In a follow-up study in 2012, Ng and Zhou77 examined the combined effect of slight variations in surface zeta potential and non-uniform wall slip on solute dispersion in electroosmotic flow through microchannels with circular cross-sections. Their findings revealed that the interaction between spatially varying zeta potential and slip length had a markedly different impact on dispersion compared to the uniformly distributed case. Notably, the presence of wall slip could enhance the dispersion that originated from non-uniform zeta potentials, especially under pressure-driven flow, leading to maximum dispersion levels in certain configurations.
Given the detrimental impact of axial dispersion—stemming from the combined effects of transverse diffusion and axial advection—on the separation efficiency of sample particles, Adrover et al.101 conducted a theoretical and numerical study in 2018 using the generalization of Brenner's macrotransport framework. They examined hydrodynamic dispersion of finite-sized particles in hydrodynamic chromatography microcolumns (microtubes) by introducing two distinct types of periodically patterned structures on the inner surfaces of the columns (i.e., generating surface heterogeneity). They found that applying alternating patterns of slip and no-slip regions along the wall—implemented as periodic stripes—enhanced transverse mixing and significantly attenuated axial dispersion. This, in turn, improved particle separation performance compared to conventional microcolumns with fully no-slip walls. Two distinct surface patterning configurations were proposed: transversely patterned microcolumns (TPm) and longitudinally patterned microcolumns (LPm), as depicted in Fig. 9c. For TPm, a key geometrical parameter χ = R/lS was defined, where R is the column radius and lS is the longitudinal length of a slip stripe. For LPm, the parameter m denoted the number of evenly spaced slip bands encircling the column wall. According to Fig. 9d-I, for TPm configurations, reducing the parameter χ (with values χ = 0.25, 0.5, and 1) led to stronger secondary flows due to elongated longitudinal slip stripes, ultimately decreasing the height equivalent to a theoretical plate (HETP, denoted as h), particularly for χ = 0.25. This corresponded to improved separation and better axial dispersion control across all particle sizes λp.
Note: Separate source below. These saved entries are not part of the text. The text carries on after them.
//! # 分阶段细化
//!
//! 每轮依次拟合两组参数，其余参数固定在当前值：
//! - 第一阶段: {X0, I, A, B, S}
//! - 第二阶段: {X0, I, S}
//!
//! 函数含线性背景时每个阶段都追加 {A0, A1}。
//!
//! ## 依赖关系
//! - 被 `peaks/robust.rs`、`peaks/confident.rs` 调用
//! - 通过 `fitting::FitService` 求解

use crate::error::{Result, TofPeaksError};
use crate::fitting::{FitRequest, FitService};
use crate::profile::{FitFunction, Gaussian, ParameterSet};
use crate::utils::diagnostics::DiagnosticsSink;

pub const STAGE_ONE: [&str; 5] = ["X0", "I", "A", "B", "S"];
pub const STAGE_TWO: [&str; 3] = ["X0", "I", "S"];
const BACKGROUND: [&str; 2] = ["A0", "A1"];

/// I、A、B、S 的下界，保持峰形可求值
pub const MIN_SHAPE_VALUE: f64 = 1e-10;

#[derive(Debug, Clone, PartialEq)]
pub struct Refined {
    pub parameters: ParameterSet,
    /// 最后一次调用的 chi²/DOF
    pub chi2: f64,
}

/// 绑定拟合服务与运行设置的细化器
pub struct Refiner<'a> {
    pub service: &'a dyn FitService,
    pub sink: &'a dyn DiagnosticsSink,
    pub cycles: usize,
    pub max_iterations: usize,
}

/// 数据切片：x、y 与不确定度
#[derive(Debug, Clone, Copy)]
pub struct FitData<'d> {
    pub x: &'d [f64],
    pub y: &'d [f64],
    pub e: &'d [f64],
}

impl<'a> Refiner<'a> {
    fn call(
        &self,
        function: &FitFunction,
        parameters: &ParameterSet,
        data: FitData<'_>,
    ) -> Result<Refined> {
        let request = FitRequest::new(function, parameters, data.x, data.y, data.e)
            .with_max_iterations(self.max_iterations);
        let report = self.service.fit(&request)?;
        if !report.success {
            return Err(TofPeaksError::FitFailure(report.message));
        }
        if !report.chi2.is_finite() || report.parameters.iter().any(|p| !p.value.is_finite()) {
            return Err(TofPeaksError::FitFailure(
                "fit returned non-finite values".to_string(),
            ));
        }
        Ok(Refined {
            parameters: report.parameters,
            chi2: report.chi2,
        })
    }

    /// 全参数自由的高斯预拟合
    pub fn gaussian_prefit(&self, initial: Gaussian, data: FitData<'_>) -> Result<Gaussian> {
        let function = FitFunction::Gaussian;
        let mut parameters = function.parameters(&initial.values())?;
        parameters.set_lower_bound_all("Sigma", MIN_SHAPE_VALUE);
        let refined = self.call(&function, &parameters, data)?;
        let fitted = Gaussian::from_values(&refined.parameters.values());
        if !(fitted.height > 0.0 && fitted.sigma > 0.0) {
            return Err(TofPeaksError::FitFailure(format!(
                "Gaussian pre-fit gave height {:.4} and sigma {:.4}",
                fitted.height, fitted.sigma
            )));
        }
        self.sink.debug(&format!(
            "Gaussian pre-fit: centre {:.3}, height {:.3}, sigma {:.3}, chi2 {:.4}",
            fitted.centre, fitted.height, fitted.sigma, refined.chi2
        ));
        Ok(fitted)
    }

    /// 按阶段细化，返回最终参数与 chi²/DOF
    pub fn refine(
        &self,
        function: &FitFunction,
        mut parameters: ParameterSet,
        data: FitData<'_>,
    ) -> Result<Refined> {
        for base in ["I", "A", "B", "S"] {
            parameters.set_lower_bound_all(base, MIN_SHAPE_VALUE);
        }

        let with_background = function.has_background();
        let mut chi2 = f64::NAN;
        for cycle in 0..self.cycles {
            for stage in [&STAGE_ONE[..], &STAGE_TWO[..]] {
                let mut active: Vec<&str> = stage.to_vec();
                if with_background {
                    active.extend_from_slice(&BACKGROUND);
                }
                parameters.tie_all_except(&active);

                let refined = self.call(function, &parameters, data)?;
                parameters = refined.parameters;
                chi2 = refined.chi2;
                self.sink.debug(&format!(
                    "cycle {} stage [{}]: chi2 = {:.4}",
                    cycle + 1,
                    active.join(", "),
                    chi2
                ));
            }
        }

        // 结果中不保留阶段性的固定标志
        parameters.untie_all();
        Ok(Refined { parameters, chi2 })
    }
}

#[cfg(test)]
mod tests {
    use super::*;
    use crate::fitting::service::FitReport;
    use crate::fitting::LevenbergMarquardt;
    use crate::profile::BackToBackExponential;
    use crate::utils::diagnostics::RecordingSink;
    use std::sync::Mutex;

    /// 记录每次调用的自由参数，并原样返回
    #[derive(Default)]
    struct SpyService {
        calls: Mutex<Vec<Vec<String>>>,
        fail: bool,
    }

    impl FitService for SpyService {
        fn fit(&self, request: &FitRequest<'_>) -> Result<FitReport> {
            let free = request
                .parameters
                .free_indices()
                .into_iter()
                .map(|i| request.parameters.parameter(i).name.clone())
                .collect();
            if let Ok(mut calls) = self.calls.lock() {
                calls.push(free);
            }
            Ok(FitReport {
                success: !self.fail,
                parameters: request.parameters.clone(),
                chi2: 1.0,
                iterations: 1,
                message: if self.fail { "diverged".into() } else { "success".into() },
            })
        }
    }

    fn data() -> (Vec<f64>, Vec<f64>, Vec<f64>) {
        let x: Vec<f64> = (0..60).map(|i| 9970.0 + i as f64).collect();
        let peak = BackToBackExponential::new(400.0, 0.1, 0.05, 10000.0, 3.0);
        let y = FitFunction::BackToBack.evaluate_vec(&peak.values(), &x);
        let e = vec![1.0; x.len()];
        (x, y, e)
    }

    #[test]
    fn test_stage_order_and_ties() {
        let spy = SpyService::default();
        let sink = RecordingSink::default();
        let refiner = Refiner {
            service: &spy,
            sink: &sink,
            cycles: 2,
            max_iterations: 10,
        };
        let (x, y, e) = data();
        let f = FitFunction::Composite(vec![
            FitFunction::BackToBack,
            FitFunction::LinearBackground,
        ]);
        let params = f.parameters(&[400.0, 0.1, 0.05, 10000.0, 3.0, 0.0, 0.0]).unwrap();
        refiner
            .refine(&f, params, FitData { x: &x, y: &y, e: &e })
            .unwrap();

        let calls = spy.calls.lock().unwrap().clone();
        assert_eq!(calls.len(), 4);
        assert_eq!(
            calls[0],
            vec!["f0.I", "f0.A", "f0.B", "f0.X0", "f0.S", "f1.A0", "f1.A1"]
        );
        assert_eq!(calls[1], vec!["f0.I", "f0.X0", "f0.S", "f1.A0", "f1.A1"]);
        assert_eq!(calls[2], calls[0]);
    }

    #[test]
    fn test_failed_call_is_fit_failure() {
        let spy = SpyService {
            fail: true,
            ..Default::default()
        };
        let sink = RecordingSink::default();
        let refiner = Refiner {
            service: &spy,
            sink: &sink,
            cycles: 2,
            max_iterations: 10,
        };
        let (x, y, e) = data();
        let f = FitFunction::BackToBack;
        let params = f.parameters(&[400.0, 0.1, 0.05, 10000.0, 3.0]).unwrap();
        let err = refiner
            .refine(&f, params, FitData { x: &x, y: &y, e: &e })
            .unwrap_err();
        assert!(matches!(err, TofPeaksError::FitFailure(_)));
    }

    #[test]
    fn test_refine_recovers_shape() {
        let lm = LevenbergMarquardt::default();
        let sink = RecordingSink::default();
        let refiner = Refiner {
            service: &lm,
            sink: &sink,
            cycles: 2,
            max_iterations: 1000,
        };
        let (x, y, e) = data();
        let f = FitFunction::BackToBack;
        let params = f.parameters(&[300.0, 0.1, 0.05, 10002.0, 4.0]).unwrap();
        let refined = refiner
            .refine(&f, params, FitData { x: &x, y: &y, e: &e })
            .unwrap();
        let shape = BackToBackExponential::from_values(&refined.parameters.values());
        assert!((shape.centre - 10000.0).abs() < 0.05);
        assert!((shape.intensity - 400.0).abs() / 400.0 < 0.01);
        assert!(refined.parameters.free_indices().len() == 5);
    }
}
//! # 拟合服务模块
//!
//! - `service`: [`FitService`] 接口与请求/结果类型
//! - `lm`: Levenberg–Marquardt 实现
//!
//! ## 依赖关系
//! - 被 `peaks/` 调用
//! - 使用 `profile/` 的拟合函数与参数表

pub mod lm;
pub mod service;

pub use lm::LevenbergMarquardt;
pub use service::{FitRequest, FitService};
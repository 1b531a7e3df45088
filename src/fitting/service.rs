//! # 拟合服务接口
//!
//! 编排器只通过 [`FitService`] 调用非线性最小二乘求解器。
//!
//! ## 依赖关系
//! - 被 `peaks/staged.rs` 调用
//! - 由 `fitting/lm.rs` 实现

use crate::error::{Result, TofPeaksError};
use crate::profile::{FitFunction, ParameterSet};

pub const OPTIMIZER_LM: &str = "Levenberg-Marquardt";
pub const COST_LEAST_SQUARES: &str = "Least squares";
pub const DEFAULT_MAX_ITERATIONS: usize = 1000;

/// 一次拟合调用的输入
#[derive(Debug, Clone, Copy)]
pub struct FitRequest<'a> {
    pub function: &'a FitFunction,
    /// 起始值、固定标志与边界
    pub parameters: &'a ParameterSet,
    pub x: &'a [f64],
    pub y: &'a [f64],
    pub e: &'a [f64],
    pub optimizer: &'a str,
    pub cost_function: &'a str,
    pub max_iterations: usize,
}

impl<'a> FitRequest<'a> {
    /// 默认优化器与代价函数
    pub fn new(
        function: &'a FitFunction,
        parameters: &'a ParameterSet,
        x: &'a [f64],
        y: &'a [f64],
        e: &'a [f64],
    ) -> Self {
        Self {
            function,
            parameters,
            x,
            y,
            e,
            optimizer: OPTIMIZER_LM,
            cost_function: COST_LEAST_SQUARES,
            max_iterations: DEFAULT_MAX_ITERATIONS,
        }
    }

    pub fn with_max_iterations(mut self, max_iterations: usize) -> Self {
        self.max_iterations = max_iterations;
        self
    }

    /// 检查优化器名称、数据长度与参数个数
    pub fn validate(&self) -> Result<()> {
        if self.optimizer != OPTIMIZER_LM {
            return Err(TofPeaksError::Configuration(format!(
                "unsupported optimizer '{}'",
                self.optimizer
            )));
        }
        if self.cost_function != COST_LEAST_SQUARES {
            return Err(TofPeaksError::Configuration(format!(
                "unsupported cost function '{}'",
                self.cost_function
            )));
        }
        self.function.validate()?;
        if self.parameters.len() != self.function.parameter_count() {
            return Err(TofPeaksError::InvalidArgument(format!(
                "function expects {} parameters, got {}",
                self.function.parameter_count(),
                self.parameters.len()
            )));
        }
        if self.x.is_empty() || self.x.len() != self.y.len() || self.x.len() != self.e.len() {
            return Err(TofPeaksError::InvalidArgument(format!(
                "fit data lengths differ or are empty (x = {}, y = {}, e = {})",
                self.x.len(),
                self.y.len(),
                self.e.len()
            )));
        }
        Ok(())
    }
}

/// 拟合结果
#[derive(Debug, Clone, PartialEq)]
pub struct FitReport {
    pub success: bool,
    /// 拟合后的参数（含不确定度）
    pub parameters: ParameterSet,
    /// chi² / 自由度
    pub chi2: f64,
    pub iterations: usize,
    pub message: String,
}

/// 非线性最小二乘求解器
///
/// 配置错误通过 `Err` 返回；不收敛通过 `FitReport::success == false` 报告。
pub trait FitService: Sync {
    fn fit(&self, request: &FitRequest<'_>) -> Result<FitReport>;
}
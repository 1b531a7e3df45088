//! # 特殊函数
//!
//! - `exp_erfc`: e^a · erfc(x)，大参数时用渐近展开避免 0·∞
//! - `exp_e1`: 复指数积分的标度形式 e^z · E₁(z)
//! - `back_to_back_gauss`: 背靠背指数与高斯卷积的两支之和
//!
//! ## 依赖关系
//! - 被 `profile/` 下的峰形使用
//! - 使用 `statrs` 的 erfc 与 `num-complex`

use num_complex::Complex64;
use statrs::function::erf::erfc;

use std::f64::consts::PI;

/// Euler–Mascheroni 常数
const EULER_GAMMA: f64 = 0.577_215_664_901_532_9;

const SERIES_RADIUS: f64 = 2.0;
const ASYMPTOTIC_RADIUS: f64 = 30.0;
const MAX_TERMS: usize = 5000;
const EPS: f64 = 1e-16;
const FPMIN: f64 = 1e-300;

/// e^a · erfc(x)
pub fn exp_erfc(a: f64, x: f64) -> f64 {
    if x > 25.0 {
        // erfc(x) ≈ e^{-x²} / (x√π) · (1 - 1/(2x²) + 3/(4x⁴))
        let inv2 = 1.0 / (x * x);
        let series = 1.0 - 0.5 * inv2 + 0.75 * inv2 * inv2;
        return (a - x * x).exp() / (x * PI.sqrt()) * series;
    }
    let c = erfc(x);
    if c <= f64::MIN_POSITIVE {
        return 0.0;
    }
    (a + c.ln()).exp()
}

/// 背靠背指数 ⊗ 高斯：e^u·erfc(y) + e^v·erfc(z)
///
/// `t` 为相对峰心的偏移，`sigma2` 为高斯方差。
pub fn back_to_back_gauss(t: f64, alpha: f64, beta: f64, sigma2: f64) -> f64 {
    let inv_sqrt2sigma = 1.0 / (2.0 * sigma2).sqrt();
    let u = 0.5 * alpha * (alpha * sigma2 + 2.0 * t);
    let y = (alpha * sigma2 + t) * inv_sqrt2sigma;
    let v = 0.5 * beta * (beta * sigma2 - 2.0 * t);
    let z = (beta * sigma2 - t) * inv_sqrt2sigma;
    exp_erfc(u, y) + exp_erfc(v, z)
}

/// e^z · E₁(z)，主值分支
///
/// - |z| ≤ 2 或靠近负实轴：级数
/// - |z| ≥ 30：渐近展开
/// - 其余：连分式（修正 Lentz 法）
pub fn exp_e1(z: Complex64) -> Complex64 {
    let r = z.norm();
    if r == 0.0 {
        return Complex64::new(f64::INFINITY, 0.0);
    }
    if r >= ASYMPTOTIC_RADIUS {
        exp_e1_asymptotic(z)
    } else if r <= SERIES_RADIUS || (z.re < 0.0 && z.im.abs() < -z.re) {
        z.exp() * e1_series(z)
    } else {
        exp_e1_continued_fraction(z)
    }
}

/// E₁(z) = -γ - ln z - Σ (-z)^k / (k·k!)
fn e1_series(z: Complex64) -> Complex64 {
    let mut term = Complex64::new(1.0, 0.0);
    let mut sum = Complex64::new(0.0, 0.0);
    for k in 1..=MAX_TERMS {
        let kf = k as f64;
        term *= -z / kf;
        let contribution = term / kf;
        sum += contribution;
        if contribution.norm() < EPS * sum.norm().max(EPS) {
            break;
        }
    }
    -EULER_GAMMA - z.ln() - sum
}

fn exp_e1_continued_fraction(z: Complex64) -> Complex64 {
    let one = Complex64::new(1.0, 0.0);
    let mut b = z + one;
    let mut c = Complex64::new(1.0 / FPMIN, 0.0);
    let mut d = one / b;
    let mut h = d;
    for i in 1..=MAX_TERMS {
        let an = -((i * i) as f64);
        b += 2.0;
        let mut denom = d * an + b;
        if denom.norm() < FPMIN {
            denom = Complex64::new(FPMIN, 0.0);
        }
        d = one / denom;
        c = b + c.inv() * an;
        if c.norm() < FPMIN {
            c = Complex64::new(FPMIN, 0.0);
        }
        let delta = c * d;
        h *= delta;
        if (delta - one).norm() < EPS {
            break;
        }
    }
    h
}

/// e^z E₁(z) ~ Σ (-1)^k k! / z^{k+1}
fn exp_e1_asymptotic(z: Complex64) -> Complex64 {
    let inv = z.inv();
    let mut term = inv;
    let mut sum = term;
    let mut last = term.norm();
    for k in 1..MAX_TERMS {
        let next = term * inv * (-(k as f64));
        let size = next.norm();
        if size > last {
            break;
        }
        sum += next;
        if size < EPS * sum.norm() {
            break;
        }
        term = next;
        last = size;
    }
    sum
}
Similarly, as shown in Fig. 9d-II, for LPm configurations, reducing m (values considered were 6, 8, and 16) increased the width and surface coverage of slip regions around the column, which enhanced the wall slip effect. Consequently, both the dispersion coefficient and HETP decreased for all particle sizes, with the lowest dispersion achieved at m = 6. Based on a comparative analysis of Fig. 9d-I and II, TPm structures showed more consistent HETP values regardless of particle size, indicating higher robustness and performance stability. As a result, the authors concluded that TPm designs with low χ values outperform both LPm and conventional columns with fully no-slip walls (represented by dotted lines in Fig. 9e), offering superior control over axial dispersion and higher separation efficiency. In a separate analytical study in 2018, Muñoz et al.176 employed a homogenization method with multiple scales to investigate the effect of hydrodynamic slip length in the presence of an oscillatory electroosmotic field (AC electroosmosis) on the effective Taylor dispersion of a neutral, passive analyte band in a microcapillary. The capillary was filled with a symmetric electrolyte solution and had a low constant zeta potential on the interior wall.
Four dimensionless parameters were analyzed: (i) the Debye length κ−1 = λD (with values 10 and 100), (ii) the angular Reynolds number (0.1, 1, 10, and 100), (iii) the amplitude of the oscillatory electric field ξ (0, 0.5, 1), and (iv) the dimensionless Navier slip length δ = λN/a (with values 0 and 0.1). One of their key findings was that at moderate oscillation frequencies (Rw = 10) and for high Debye lengths (κ = 100), the presence of wall slip (δ = 0.1) led to a two-order-of-magnitude increase in effective dispersion compared to the no-slip case (δ = 0), as shown in Fig. 9g(I–IV).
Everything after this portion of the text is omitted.